//! Small dense linear algebra: Cholesky solves and ridge regression.

use ndarray::{Array1, Array2, ArrayView1, ArrayView2, Axis};

/// Solve `a x = b` for symmetric positive-definite `a`.
///
/// Returns `None` when `a` is not positive definite.
pub fn cholesky_solve(a: &Array2<f64>, b: &Array1<f64>) -> Option<Array1<f64>> {
    let n = a.nrows();
    if a.ncols() != n || b.len() != n {
        return None;
    }

    let mut l = Array2::<f64>::zeros((n, n));
    for i in 0..n {
        for j in 0..=i {
            let sum: f64 = (0..j).map(|k| l[[i, k]] * l[[j, k]]).sum();
            if i == j {
                let diag = a[[i, i]] - sum;
                if !(diag > 0.0) || !diag.is_finite() {
                    return None;
                }
                l[[i, j]] = diag.sqrt();
            } else {
                l[[i, j]] = (a[[i, j]] - sum) / l[[j, j]];
            }
        }
    }

    // Forward substitution: L z = b
    let mut z = Array1::<f64>::zeros(n);
    for i in 0..n {
        let sum: f64 = (0..i).map(|k| l[[i, k]] * z[k]).sum();
        z[i] = (b[i] - sum) / l[[i, i]];
    }
    // Back substitution: Lᵀ x = z
    let mut x = Array1::<f64>::zeros(n);
    for i in (0..n).rev() {
        let sum: f64 = (i + 1..n).map(|k| l[[k, i]] * x[k]).sum();
        x[i] = (z[i] - sum) / l[[i, i]];
    }
    Some(x)
}

/// Ridge regression on standardised predictors with an unpenalised intercept
#[derive(Debug, Clone, PartialEq)]
pub struct RidgeRegression {
    pub intercept: f64,
    /// Coefficients on the original predictor scale
    pub coefficients: Array1<f64>,
    /// Standard deviation of the training residuals
    pub residual_std: f64,
}

impl RidgeRegression {
    /// Fit `y ~ x`. Constant predictors get a zero coefficient.
    pub fn fit(x: ArrayView2<f64>, y: ArrayView1<f64>, lambda: f64) -> Option<Self> {
        let (n, p) = x.dim();
        if n == 0 || y.len() != n {
            return None;
        }

        let means = x.mean_axis(Axis(0))?;
        let stds = x.std_axis(Axis(0), 0.0);
        let y_mean = y.mean()?;

        let mut z = Array2::<f64>::zeros((n, p));
        for ((i, j), value) in z.indexed_iter_mut() {
            if stds[j] > 0.0 {
                *value = (x[[i, j]] - means[j]) / stds[j];
            }
        }
        let yc = y.mapv(|v| v - y_mean);

        let mut gram = z.t().dot(&z);
        for j in 0..p {
            gram[[j, j]] += lambda.max(1e-9);
        }
        let rhs = z.t().dot(&yc);
        let beta_std = if p == 0 { Array1::zeros(0) } else { cholesky_solve(&gram, &rhs)? };

        let coefficients = Array1::from_shape_fn(p, |j| {
            if stds[j] > 0.0 {
                beta_std[j] / stds[j]
            } else {
                0.0
            }
        });
        let intercept = y_mean - coefficients.dot(&means);

        let residuals = &y - &(x.dot(&coefficients) + intercept);
        let dof = (n as f64 - 1.0).max(1.0);
        let residual_std = (residuals.mapv(|r| r * r).sum() / dof).sqrt();

        Some(Self { intercept, coefficients, residual_std })
    }

    pub fn predict(&self, row: ArrayView1<f64>) -> f64 {
        self.intercept + self.coefficients.dot(&row)
    }
}
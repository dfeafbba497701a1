use crate::output::OutputWriter;
use serde::Serialize;
use std::path::Path;
use tabled::Tabled;

/// A step a command would take, reported by --dry-run
#[derive(Debug, Clone, Serialize)]
pub struct PlannedAction {
    pub action_type: ActionType,
    pub description: String,
    #[serde(skip_serializing_if = "Option::is_none")]
    pub path: Option<String>,
    pub details: Vec<String>,
}

#[derive(Debug, Clone, Copy, PartialEq, Eq, Serialize)]
#[serde(rename_all = "snake_case")]
pub enum ActionType {
    ReadFile,
    RunStage,
    WriteFile,
}

impl PlannedAction {
    pub fn new(action_type: ActionType, description: impl Into<String>) -> Self {
        Self {
            action_type,
            description: description.into(),
            path: None,
            details: Vec::new(),
        }
    }

    pub fn with_detail(mut self, detail: impl Into<String>) -> Self {
        self.details.push(detail.into());
        self
    }

    pub fn read(path: &Path) -> Self {
        Self::file(ActionType::ReadFile, "Read", path)
    }

    pub fn write(path: &Path) -> Self {
        Self::file(ActionType::WriteFile, "Write", path)
    }

    fn file(action_type: ActionType, verb: &str, path: &Path) -> Self {
        let path = path.display().to_string();
        Self {
            action_type,
            description: format!("{} {}", verb, path),
            path: Some(path),
            details: Vec::new(),
        }
    }
}

fn paths_of(actions: &[PlannedAction], action_type: ActionType) -> Vec<&str> {
    actions
        .iter()
        .filter(|a| a.action_type == action_type)
        .filter_map(|a| a.path.as_deref())
        .collect()
}

/// Print the plan; nothing is read beyond what the command already loaded
pub fn display_planned_actions(output: &OutputWriter, actions: &[PlannedAction]) -> anyhow::Result<()> {
    if output.is_json() {
        return output.result(serde_json::json!({
            "dry_run": true,
            "reads": paths_of(actions, ActionType::ReadFile),
            "writes": paths_of(actions, ActionType::WriteFile),
            "actions": actions,
        }));
    }

    #[derive(Tabled)]
    struct PlanRow {
        #[tabled(rename = "#")]
        step: usize,
        #[tabled(rename = "Action")]
        action: &'static str,
        #[tabled(rename = "Target")]
        target: String,
    }

    output.section("Planned Actions (Dry Run)");
    output.table(
        actions
            .iter()
            .enumerate()
            .map(|(i, action)| PlanRow {
                step: i + 1,
                action: match action.action_type {
                    ActionType::ReadFile => "read",
                    ActionType::RunStage => "run",
                    ActionType::WriteFile => "write",
                },
                target: match &action.path {
                    Some(path) => path.clone(),
                    None => std::iter::once(action.description.as_str())
                        .chain(action.details.iter().map(String::as_str))
                        .collect::<Vec<_>>()
                        .join("\n  "),
                },
            })
            .collect(),
    );
    output.info(format!(
        "{} file(s) would be written. Run without --dry-run to execute.",
        paths_of(actions, ActionType::WriteFile).len()
    ));
    Ok(())
}
//! Extraction pipeline: scenes to feature records, one lake at a time.
//!
//! Lakes are independent and run in parallel. Within a lake, reference
//! years run in order so each year's polygon can break vectorizer ties for
//! the next.

use geo::Point;
use rayon::prelude::*;
use serde_json::{Map, Value as JsonValue};
use std::collections::BTreeMap;
use std::fs;
use std::path::Path;

use glof_core::error::{GlofError, Result};
use glof_core::models::{
    CatalogueEntry, CompositeWindow, LakePolygon, LakeRecord, LakeStatus, LakeType, RasterScene,
    WaterMask,
};

use crate::composite::composite;
use crate::features::{apply_expansion_rates, extract_features, FeatureContext};
use crate::imagery::{preprocess, PreprocessOptions};
use crate::manifest::SceneSource;
use crate::vectorize::vectorize;

/// Source of raster scenes for a lake
pub trait SceneProvider: Sync {
    /// Scenes of `lake_id` acquired in any of the window's years.
    ///
    /// A scene that cannot be read is returned as an error and excluded
    /// from the composite by the caller.
    fn scenes(&self, lake_id: &str, window: &CompositeWindow) -> Vec<Result<RasterScene>>;
}

/// Scenes already held in memory
#[derive(Debug, Default)]
pub struct InMemoryScenes {
    scenes: Vec<RasterScene>,
}

impl InMemoryScenes {
    pub fn new(scenes: Vec<RasterScene>) -> Self {
        Self { scenes }
    }
}

impl SceneProvider for InMemoryScenes {
    fn scenes(&self, lake_id: &str, window: &CompositeWindow) -> Vec<Result<RasterScene>> {
        self.scenes
            .iter()
            .filter(|s| s.lake_id == lake_id && window.contains(s.year()))
            .map(|s| Ok(s.clone()))
            .collect()
    }
}

/// Scenes read from disk as listed in a manifest
#[derive(Debug)]
pub struct ManifestScenes<'a> {
    sources: &'a [SceneSource],
}

impl<'a> ManifestScenes<'a> {
    pub fn new(sources: &'a [SceneSource]) -> Self {
        Self { sources }
    }
}

impl SceneProvider for ManifestScenes<'_> {
    fn scenes(&self, lake_id: &str, window: &CompositeWindow) -> Vec<Result<RasterScene>> {
        self.sources
            .iter()
            .filter(|s| s.lake_id == lake_id && window.contains(s.year()))
            .map(SceneSource::load)
            .collect()
    }
}

/// One (lake, reference year) to extract
#[derive(Debug, Clone, PartialEq)]
pub struct ExtractionJob {
    pub lake_id: String,
    pub lake_type: LakeType,
    /// Inventory centroid, the first tie-break anchor for the vectorizer
    pub inventory_centroid: Point<f64>,
    pub reference_year: i32,
    pub status: LakeStatus,
}

impl ExtractionJob {
    pub fn window(&self) -> CompositeWindow {
        CompositeWindow::for_status(self.status, self.reference_year)
    }
}

/// Plan one job per lake and reference year.
///
/// Each catalogued event year is added as a pre-GLOF reference year for its
/// lake. Jobs come out sorted by (lake_id, year).
pub fn plan_jobs(catalogue: &[CatalogueEntry], reference_years: &[i32]) -> Vec<ExtractionJob> {
    let mut lakes: BTreeMap<&str, (&CatalogueEntry, Vec<i32>)> = BTreeMap::new();
    for entry in catalogue {
        let (_, events) = lakes.entry(entry.lake_id.as_str()).or_insert((entry, Vec::new()));
        events.extend(entry.event_year);
    }

    let mut jobs = Vec::new();
    for (lake_id, (entry, events)) in lakes {
        let mut years: Vec<i32> = reference_years.iter().copied().chain(events.iter().copied()).collect();
        years.sort_unstable();
        years.dedup();

        for year in years {
            let status = LakeStatus::for_reference(&events, year);
            jobs.push(ExtractionJob {
                lake_id: lake_id.to_string(),
                lake_type: entry.simplified_type(),
                inventory_centroid: Point::new(entry.longitude, entry.latitude),
                reference_year: year,
                status,
            });
        }
    }
    jobs
}

/// A lake-year that produced no record
#[derive(Debug, Clone, PartialEq)]
pub struct DroppedRecord {
    pub lake_id: String,
    pub year: i32,
    pub reason: String,
}

/// Result of one job
#[derive(Debug, Clone)]
pub enum JobOutcome {
    Extracted { record: Box<LakeRecord>, polygon: Box<LakePolygon> },
    Dropped(DroppedRecord),
}

/// Everything an extraction run produced
#[derive(Debug, Default)]
pub struct ExtractionReport {
    /// Sorted by (lake_id, year), expansion rates filled, labels unset
    pub records: Vec<LakeRecord>,
    pub polygons: Vec<LakePolygon>,
    pub dropped: Vec<DroppedRecord>,
    pub scenes_excluded: usize,
}

/// Scenes of one window turned into masks; unusable scenes are counted and skipped
fn masks_for(
    job: &ExtractionJob,
    window: &CompositeWindow,
    provider: &dyn SceneProvider,
    options: &PreprocessOptions,
) -> (Vec<WaterMask>, usize) {
    let mut masks = Vec::new();
    let mut excluded = 0;
    for scene in provider.scenes(&job.lake_id, window) {
        match scene.and_then(|scene| preprocess(&scene, options)) {
            Ok(mask) => masks.push(mask),
            Err(e) => {
                tracing::warn!(
                    lake_id = %job.lake_id,
                    year = job.reference_year,
                    error = %e,
                    "Scene excluded from composite"
                );
                excluded += 1;
            }
        }
    }
    (masks, excluded)
}

/// Run one job. Recoverable per-lake-year problems become `Dropped`.
pub fn run_job(
    job: &ExtractionJob,
    previous_centroid: Option<Point<f64>>,
    provider: &dyn SceneProvider,
    ctx: &FeatureContext,
    options: &PreprocessOptions,
) -> Result<(JobOutcome, usize)> {
    let window = job.window();
    let (masks, excluded) = masks_for(job, &window, provider, options);
    let dropped = |reason: String| {
        tracing::warn!(lake_id = %job.lake_id, year = job.reference_year, %reason, "Dropping record");
        JobOutcome::Dropped(DroppedRecord {
            lake_id: job.lake_id.clone(),
            year: job.reference_year,
            reason,
        })
    };

    let composite = match composite(&job.lake_id, &masks, &window) {
        Ok(composite) => composite,
        Err(e @ GlofError::NoUsableAcquisitions { .. }) => {
            return Ok((dropped(e.to_string()), excluded))
        }
        Err(e) => return Err(e),
    };

    let Some(polygon) = vectorize(&composite, previous_centroid)? else {
        return Ok((dropped("composite contains no water".to_string()), excluded));
    };

    let record = extract_features(&polygon, job.lake_type, ctx);
    Ok((
        JobOutcome::Extracted { record: Box::new(record), polygon: Box::new(polygon) },
        excluded,
    ))
}

/// Run every job and assemble the feature table.
///
/// `on_lake_done` is called once per lake as it completes, from any thread.
pub fn run_extraction(
    jobs: &[ExtractionJob],
    provider: &dyn SceneProvider,
    ctx: &FeatureContext,
    options: &PreprocessOptions,
    on_lake_done: &(dyn Fn(&str) + Sync),
) -> Result<ExtractionReport> {
    let mut by_lake: BTreeMap<&str, Vec<&ExtractionJob>> = BTreeMap::new();
    for job in jobs {
        by_lake.entry(job.lake_id.as_str()).or_default().push(job);
    }

    let per_lake: Vec<(Vec<JobOutcome>, usize)> = by_lake
        .into_par_iter()
        .map(|(lake_id, mut lake_jobs)| {
            lake_jobs.sort_by_key(|job| job.reference_year);
            let mut previous = lake_jobs.first().map(|job| job.inventory_centroid);
            let mut outcomes = Vec::with_capacity(lake_jobs.len());
            let mut excluded = 0;

            for job in lake_jobs {
                let (outcome, skipped) = run_job(job, previous, provider, ctx, options)?;
                if let JobOutcome::Extracted { polygon, .. } = &outcome {
                    previous = Some(polygon.centroid);
                }
                excluded += skipped;
                outcomes.push(outcome);
            }

            on_lake_done(lake_id);
            Ok::<_, GlofError>((outcomes, excluded))
        })
        .collect::<Result<_>>()?;

    let mut report = ExtractionReport::default();
    for (outcomes, excluded) in per_lake {
        report.scenes_excluded += excluded;
        for outcome in outcomes {
            match outcome {
                JobOutcome::Extracted { record, polygon } => {
                    report.records.push(*record);
                    report.polygons.push(*polygon);
                }
                JobOutcome::Dropped(dropped) => report.dropped.push(dropped),
            }
        }
    }

    report.records.sort_by(|a, b| a.lake_id.cmp(&b.lake_id).then(a.year.cmp(&b.year)));
    apply_expansion_rates(&mut report.records);

    tracing::info!(
        records = report.records.len(),
        dropped = report.dropped.len(),
        scenes_excluded = report.scenes_excluded,
        "Extraction finished"
    );
    Ok(report)
}

/// Write lake outlines as a GeoJSON feature collection
pub fn write_lakes_geojson<P: AsRef<Path>>(path: P, polygons: &[LakePolygon]) -> Result<()> {
    let features = polygons
        .iter()
        .map(|lake| {
            let mut properties = Map::new();
            properties.insert("lake_id".to_string(), JsonValue::from(lake.lake_id.clone()));
            properties.insert("Year_final".to_string(), JsonValue::from(lake.reference_year));
            properties.insert("Lake_area_ha".to_string(), JsonValue::from(lake.area_ha));
            geojson::Feature {
                geometry: Some(geojson::Geometry::new(geojson::Value::from(&lake.geometry))),
                properties: Some(properties),
                id: None,
                bbox: None,
                foreign_members: None,
            }
        })
        .collect();

    let collection = geojson::FeatureCollection { features, bbox: None, foreign_members: None };
    fs::write(path, geojson::GeoJson::from(collection).to_string())?;
    Ok(())
}

#[cfg(test)]
mod tests {
    use super::*;
    use crate::glaciers::GlacierIndex;
    use chrono::NaiveDate;
    use glof_core::models::{Band, GridSpec};
    use ndarray::Array2;

    fn entry(id: &str, event_year: Option<i32>) -> CatalogueEntry {
        CatalogueEntry {
            lake_id: id.to_string(),
            latitude: 28.0,
            longitude: 86.0,
            event_year,
            lake_type: Some("M".to_string()),
        }
    }

    #[test]
    fn test_plan_adds_event_year_as_pre_glof() {
        let catalogue = vec![entry("b", None), entry("a", Some(2012))];
        let jobs = plan_jobs(&catalogue, &[2010, 2015]);

        let summary: Vec<(&str, i32, LakeStatus)> =
            jobs.iter().map(|j| (j.lake_id.as_str(), j.reference_year, j.status)).collect();
        assert_eq!(
            summary,
            vec![
                ("a", 2010, LakeStatus::NonGlof),
                ("a", 2012, LakeStatus::PreGlof),
                ("a", 2015, LakeStatus::NonGlof),
                ("b", 2010, LakeStatus::NonGlof),
                ("b", 2015, LakeStatus::NonGlof),
            ]
        );
        assert_eq!(jobs[1].window().years, [2009, 2010, 2011]);
        assert_eq!(jobs[0].lake_type, LakeType::MoraineDammed);
    }

    #[test]
    fn test_lake_without_scenes_is_dropped() {
        let catalogue = vec![entry("a", None)];
        let jobs = plan_jobs(&catalogue, &[2015]);
        let glaciers = GlacierIndex::new(Vec::new());
        let ctx = FeatureContext::new(&glaciers, None, 10_000.0);

        let report = run_extraction(
            &jobs,
            &InMemoryScenes::default(),
            &ctx,
            &PreprocessOptions::default(),
            &|_| {},
        )
        .unwrap();

        assert!(report.records.is_empty());
        assert_eq!(report.dropped.len(), 1);
        assert!(report.dropped[0].reason.contains("No usable acquisitions"));
    }

    #[test]
    fn test_scene_missing_band_is_excluded_not_fatal() {
        let grid = GridSpec::new(86.0, 28.0, 0.001, 0.001, 30.0);
        let date = NaiveDate::from_ymd_opt(2015, 9, 30).unwrap();
        let broken = RasterScene::new("broken", "a", date, grid)
            .with_band(Band::Green, Array2::zeros((2, 2)));
        let clear = 21824.0;
        let good = RasterScene::new("good", "a", date, grid)
            .with_band(Band::Green, Array2::from_elem((2, 2), 20000.0))
            .with_band(Band::Nir, Array2::from_elem((2, 2), 9000.0))
            .with_band(Band::Qa, Array2::from_elem((2, 2), clear));

        let jobs = plan_jobs(&[entry("a", None)], &[2015]);
        let glaciers = GlacierIndex::new(Vec::new());
        let ctx = FeatureContext::new(&glaciers, None, 10_000.0);

        let report = run_extraction(
            &jobs,
            &InMemoryScenes::new(vec![broken, good]),
            &ctx,
            &PreprocessOptions::default(),
            &|_| {},
        )
        .unwrap();

        assert_eq!(report.scenes_excluded, 1);
        assert_eq!(report.records.len(), 1);
        assert!((report.records[0].area_ha - 0.36).abs() < 1e-12);
    }

    #[test]
    fn test_write_lakes_geojson() {
        let dir = tempfile::TempDir::new().unwrap();
        let path = dir.path().join("lakes.geojson");
        let square = geo::Rect::new(geo::coord! { x: 86.0, y: 28.0 }, geo::coord! { x: 86.01, y: 28.01 })
            .to_polygon();
        let lake = LakePolygon::new("a", 2015, square, 50.0, Point::new(86.005, 28.005)).unwrap();

        write_lakes_geojson(&path, &[lake]).unwrap();

        let parsed: geojson::GeoJson = std::fs::read_to_string(&path).unwrap().parse().unwrap();
        let geojson::GeoJson::FeatureCollection(fc) = parsed else {
            panic!("expected a feature collection");
        };
        assert_eq!(fc.features.len(), 1);
        assert_eq!(fc.features[0].property("lake_id"), Some(&JsonValue::from("a")));
    }
}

_Problem statement_
Retype the entries above exactly, but only from the line containing "let mut z = Array1::<f64>::zeros(n);" through the line containing "for j in 0..p", both included.

_Solution to the problem_
    let mut z = Array1::<f64>::zeros(n);
    for i in 0..n {
        let sum: f64 = (0..i).map(|k| l[[i, k]] * z[k]).sum();
        z[i] = (b[i] - sum) / l[[i, i]];
    }
    // Back substitution: Lᵀ x = z
    let mut x = Array1::<f64>::zeros(n);
    for i in (0..n).rev() {
        let sum: f64 = (i + 1..n).map(|k| l[[k, i]] * x[k]).sum();
        x[i] = (z[i] - sum) / l[[i, i]];
    }
    Some(x)
}

/// Ridge regression on standardised predictors with an unpenalised intercept
#[derive(Debug, Clone, PartialEq)]
pub struct RidgeRegression {
    pub intercept: f64,
    /// Coefficients on the original predictor scale
    pub coefficients: Array1<f64>,
    /// Standard deviation of the training residuals
    pub residual_std: f64,
}

impl RidgeRegression {
    /// Fit `y ~ x`. Constant predictors get a zero coefficient.
    pub fn fit(x: ArrayView2<f64>, y: ArrayView1<f64>, lambda: f64) -> Option<Self> {
        let (n, p) = x.dim();
        if n == 0 || y.len() != n {
            return None;
        }

        let means = x.mean_axis(Axis(0))?;
        let stds = x.std_axis(Axis(0), 0.0);
        let y_mean = y.mean()?;

        let mut z = Array2::<f64>::zeros((n, p));
        for ((i, j), value) in z.indexed_iter_mut() {
            if stds[j] > 0.0 {
                *value = (x[[i, j]] - means[j]) / stds[j];
            }
        }
        let yc = y.mapv(|v| v - y_mean);

        let mut gram = z.t().dot(&z);
        for j in 0..p {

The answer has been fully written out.